In practicality, this results in terrible endpoint agent performance in contrast to the Windows model. For those who run Windows Defender on macOS, take a look at how much CPU gets used. Now guess what happens when more than one endpoint agent runs on macOS – the impact on the CPU is compounded and can be perceived by the user at the keyboard as a laggy user experience.
I’m sure Microsoft could do better than this convoluted model, but Windows also produces significantly more security events than macOS, so there would undoubtedly be a perceivable processing penalty.
Also, if you know any endpoint developers for macOS, go give them a hug. They definitely need it after dealing with Apple’s attempt at supporting security vendors.
Microsoft Anti-Trust
Right out of the gate, there would be a massive anti-trust issue for Microsoft unless they were willing to remove all Windows Defender components out of the Windows kernel, which of course they would not be willing to do.

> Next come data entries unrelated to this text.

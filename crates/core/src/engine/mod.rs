//! Catalogue synchronisation and unlock batches.

/// Interrupt counting and the cooldown state machine.
pub mod cooldown;
/// Title and achievement discovery.
pub mod sync;
/// Progress update batches.
pub mod unlock;

pub use cooldown::{
    Armed, CooldownPolicy, CooldownReason, EngineState, Flow, Interrupts, Pacer,
    SecondInterrupt,
};
pub use sync::{is_eligible, DiscoveryReport, SyncEngine};
pub use unlock::{UnlockEngine, UnlockReport};

/// How a batch ended.
#[derive(Debug, Clone, Copy, PartialEq, Eq, Default)]
pub enum BatchOutcome {
    /// Every pending item was processed.
    #[default]
    Completed,
    /// The user stopped the batch during a cooldown.
    Aborted,
}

If Defender was to remain in the kernel in any fashion and all other security vendors were kicked out, Microsoft would have an unfair advantage over all other endpoint security companies. I suspect Microsoft is already walking that line with access to private APIs. In my opinion, it would start an immediate anti-trust fire in the industry for Microsoft.
Hardware Vendors
Almost every hardware vendor that supports Microsoft Windows builds its own Windows kernel drivers, and has historically had significant challenging times in regards to stability. Back in the early 2000s, graphics drivers went through a whole world of stability pain as they caused continuous BSOD headaches. Unless Microsoft is going to go to a closed hardware model like Apple, the thought of removing hardware vendors from the kernel is ludicrous. And if Microsoft isn’t going to boot hardware vendors out of the kernel, booting security vendors out of the kernel would only benefit Microsoft.
What Really Matters
At the end of the day, industry or company size does not directly contribute to stable code in the Windows kernel. Rather, company culture, developer experience and development mindset are what lead to great stable code. Excellent quality assurance, well designed architectures and rollout procedures that assume the worst, are what lead to stable operational outcomes. Those who buy cybersecurity technology should be demanding these things, because it is these things that matter.
Overreacting because of one vendor’s serious mistake, without considering real world data and realities, does not lead to a better outcome for the world. Kicking security vendors out of the Windows kernel would make the world’s cybersecurity much worse almost immediately.